I have just started to work in a video game industry. I notice that they are having issues with their data. I think, our company is facing here the biggest problem because of the volume and variety of data that we have now. I want to know then, how can they manage all those risk ? Is it possible that it could run the risk of data loss? In such case, what defined set of procedures do they have to look up to avoid certain issues? I heard about data governance. What is it all about?

anonymous_user_64d64697 · July 13, 2016, 2:23pm

data governance is the specification of decision rights and an accountability
framework to encourage desirable behavior in the valuation, creation, storage, use, archival and
deletion of data and information.

It includes the processes, roles, standards and metrics that ensure the effective and efficient use of data and information in enabling an organization to
achieve its goals.

junfanbl · July 18, 2016, 3:32pm

I work for a defense contractor and data loss is a huge issue. Actually it is they issue. One of the best things that you can do in general is to create specific procedures in the handling of the data that reduce the risk of data loss, and then educating the people in the company on how to follow those procedures and the importance of them(emphases on education, lots of it).
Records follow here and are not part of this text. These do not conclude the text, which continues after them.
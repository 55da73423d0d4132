/// Journey planner for a single-line network: finds the route serving both
/// stations, totals time and distance over the station slice, and resolves
/// the next viable departure from a live train or, failing that, from a
/// schedule-frequency projection.
use crate::geometry::GeometryCache;
use crate::models::{DepartureSource, JourneyPlan, NextDeparture, Snapshot};
use crate::predict::arrivals::predict_arrivals;
use crate::schedule::{Direction, Route, ScheduleData};
use chrono::{DateTime, Duration, Utc};
use tracing::debug;

/// Rough per-station offset used to project when a frequency slot reaches a
/// station partway down the line.
const SCHEDULE_MINUTES_PER_STATION: i64 = 2;

#[derive(Debug, Clone, Copy)]
pub struct JourneyOptions {
    /// Plan relative to this instant; defaults to `now`.
    pub departure_time: Option<DateTime<Utc>>,
    /// Live trains further out than this are not worth waiting for.
    pub max_wait_minutes: i64,
}

impl Default for JourneyOptions {
    fn default() -> Self {
        Self {
            departure_time: None,
            max_wait_minutes: 30,
        }
    }
}

/// Plan a journey between two stations. Returns None for identical or
/// unknown stations and when no single route serves both; transfers between
/// routes are not modeled.
pub fn plan_journey(
    from_id: &str,
    to_id: &str,
    snapshot: &Snapshot,
    schedule: &ScheduleData,
    geometry: &GeometryCache,
    opts: JourneyOptions,
    now: DateTime<Utc>,
) -> Option<JourneyPlan> {
    if from_id == to_id {
        return None;
    }
    let from = schedule.station(from_id)?;
    let to = schedule.station(to_id)?;

    let route = schedule
        .routes()
        .iter()
        .find(|r| r.serves(from_id) && r.serves(to_id))?;

    let from_index = route.station_index(from_id)?;
    let to_index = route.station_index(to_id)?;
    let direction = if from_index < to_index {
        Direction::Forward
    } else {
        Direction::Backward
    };

    // Station slice in travel order, inclusive of both ends.
    let (low, high) = (from_index.min(to_index), from_index.max(to_index));
    let mut station_sequence: Vec<String> = route.station_ids[low..=high].to_vec();
    if direction == Direction::Backward {
        station_sequence.reverse();
    }

    let total_time_secs: u32 = station_sequence
        .windows(2)
        .map(|pair| schedule.travel_time(&pair[0], &pair[1]))
        .sum();
    let total_distance_km = (from.distance_from_origin_km - to.distance_from_origin_km).abs();

    let base = opts.departure_time.unwrap_or(now);
    let next_departure = live_departure(
        from_id, route, direction, snapshot, schedule, geometry, opts, base, now, total_time_secs,
    )
    .or_else(|| scheduled_departure(from_id, route, direction, base, total_time_secs));

    Some(JourneyPlan {
        from_station_id: from_id.to_string(),
        to_station_id: to_id.to_string(),
        route_id: route.id.clone(),
        route_name: route.name.clone(),
        direction,
        total_time_secs,
        total_distance_km,
        station_sequence,
        next_departure,
    })
}

/// Tier 1: the soonest live train arriving at the origin in the right
/// direction, within the acceptable wait.
#[allow(clippy::too_many_arguments)]
fn live_departure(
    from_id: &str,
    route: &Route,
    direction: Direction,
    snapshot: &Snapshot,
    schedule: &ScheduleData,
    geometry: &GeometryCache,
    opts: JourneyOptions,
    base: DateTime<Utc>,
    now: DateTime<Utc>,
    total_time_secs: u32,
) -> Option<NextDeparture> {
    let max_wait_secs = opts.max_wait_minutes * 60;

    predict_arrivals(from_id, snapshot, schedule, geometry, usize::MAX, now)
        .into_iter()
        .filter(|p| p.route_id == route.id && p.direction == direction)
        .filter_map(|p| {
            let arrival = DateTime::parse_from_rfc3339(&p.arrival_time)
                .ok()?
                .with_timezone(&Utc);
            let wait_secs = (arrival - base).num_seconds();
            if !(0..=max_wait_secs).contains(&wait_secs) {
                return None;
            }
            Some((arrival, wait_secs, p))
        })
        .min_by_key(|(arrival, _, _)| *arrival)
        .map(|(arrival, wait_secs, p)| NextDeparture {
            source: DepartureSource::Live,
            train_id: Some(p.train_id),
            departure_time: arrival.to_rfc3339(),
            arrival_time: (arrival + Duration::seconds(total_time_secs as i64)).to_rfc3339(),
            wait_minutes: wait_secs / 60,
        })
}

/// Tier 2: project the next frequency-aligned slot. While the service window
/// is open, slots run from the active window start; otherwise from the next
/// window start. Either way the origin's distance down the line is estimated
/// at ~2 minutes per station, and backward slots carry the same half-
/// frequency phase shift the fleet generator applies.
fn scheduled_departure(
    from_id: &str,
    route: &Route,
    direction: Direction,
    base: DateTime<Utc>,
    total_time_secs: u32,
) -> Option<NextDeparture> {
    let origin_index = route.oriented_station_index(from_id, direction)? as i64;
    let origin_offset = Duration::minutes(origin_index * SCHEDULE_MINUTES_PER_STATION);
    let phase = match direction {
        Direction::Forward => Duration::zero(),
        Direction::Backward => Duration::minutes(route.frequency_minutes as i64 / 2),
    };

    let frequency_secs = route.frequency_minutes as i64 * 60;
    if frequency_secs == 0 {
        return None;
    }

    let departure = match route.service_window.active_start(base) {
        Some(active_start) => {
            let first_passage = active_start + phase + origin_offset;
            let behind = (base - first_passage).num_seconds();
            let slots = if behind > 0 {
                (behind + frequency_secs - 1).div_euclid(frequency_secs)
            } else {
                0
            };
            first_passage + Duration::seconds(slots * frequency_secs)
        }
        None => {
            let next_start = route.service_window.next_start(base);
            debug!(
                route_id = %route.id,
                from = %from_id,
                next_start = %next_start,
                "Service window closed, projecting to next window"
            );
            next_start + phase + origin_offset
        }
    };

    Some(NextDeparture {
        source: DepartureSource::Scheduled,
        train_id: None,
        departure_time: departure.to_rfc3339(),
        arrival_time: (departure + Duration::seconds(total_time_secs as i64)).to_rfc3339(),
        wait_minutes: (departure - base).num_seconds().max(0) / 60,
    })
}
These procedures should be enforced from the top down. Supervisors should administer them and ensure people are educated and periodically reminded that they should be following them. There are technical implementations that can be made to further reduce the chance of accidental data loss such as restricting the handling of certain data to restricted environments/networks that has limited access and is password protected. However those are very generic answers. Can you be more specific on the issue at hand and maybe we can provide better advice? Or are you just looking for a general answer?

anonymous_user_2b10dd13 · July 21, 2016, 11:00am

From an armchair IT support perspective, here are some things to consider regarding data loss.
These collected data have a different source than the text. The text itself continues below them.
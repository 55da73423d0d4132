use crate::api::AppState;
use crate::models::Snapshot;
use axum::{extract::State, Json};

/// Current snapshot of all live train positions
///
/// Positions are estimated purely from the published schedule and the mapped
/// track geometry; there is no live telemetry behind them.
#[utoipa::path(
    get,
    path = "/api/trains/positions",
    responses(
        (status = 200, description = "Estimated positions of all live trains, recomputed every tick", body = Snapshot)
    ),
    tag = "trains"
)]
pub async fn get_positions(State(state): State<AppState>) -> Json<Snapshot> {
    let snapshot = state.runtime.snapshot().await;
    Json((*snapshot).clone())
}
Data integrity. Use RAID to protect against data loss. SSD may help as it has no moving parts.

2a. Data redundancy. Timely backups are important. Hard drives fail and usually at the worst times.

2b. Local storage should always be backed up offsite. NEVER keep all your data in one physical location.

Data transfer. This is a big issue with the size of files being transferred through the internal network and to offsite backup/ offices etc. Network infrastructure must keep up or you can have mismatched/ corrupted files/ slow backups/ etc.
Data security. As per above ensure access levels and have procedures in place to reduce risk of security breaches.
Data synchronisation. With very large files keeping track of changes, etc. becomes difficult. Data can be lost because of wrongly synchronised files, overriden files, etc. A lot of people are looking at Git LFS.
User education. People come from different backgrounds so may have different practices and habits.

Good luck!

BrUnO_XaVIeR · July 24, 2016, 8:41pm

Yes, UPS is needed even at home. It prevents so many, soooo many issues.
I’ve seen workplaces without any and I always ask why.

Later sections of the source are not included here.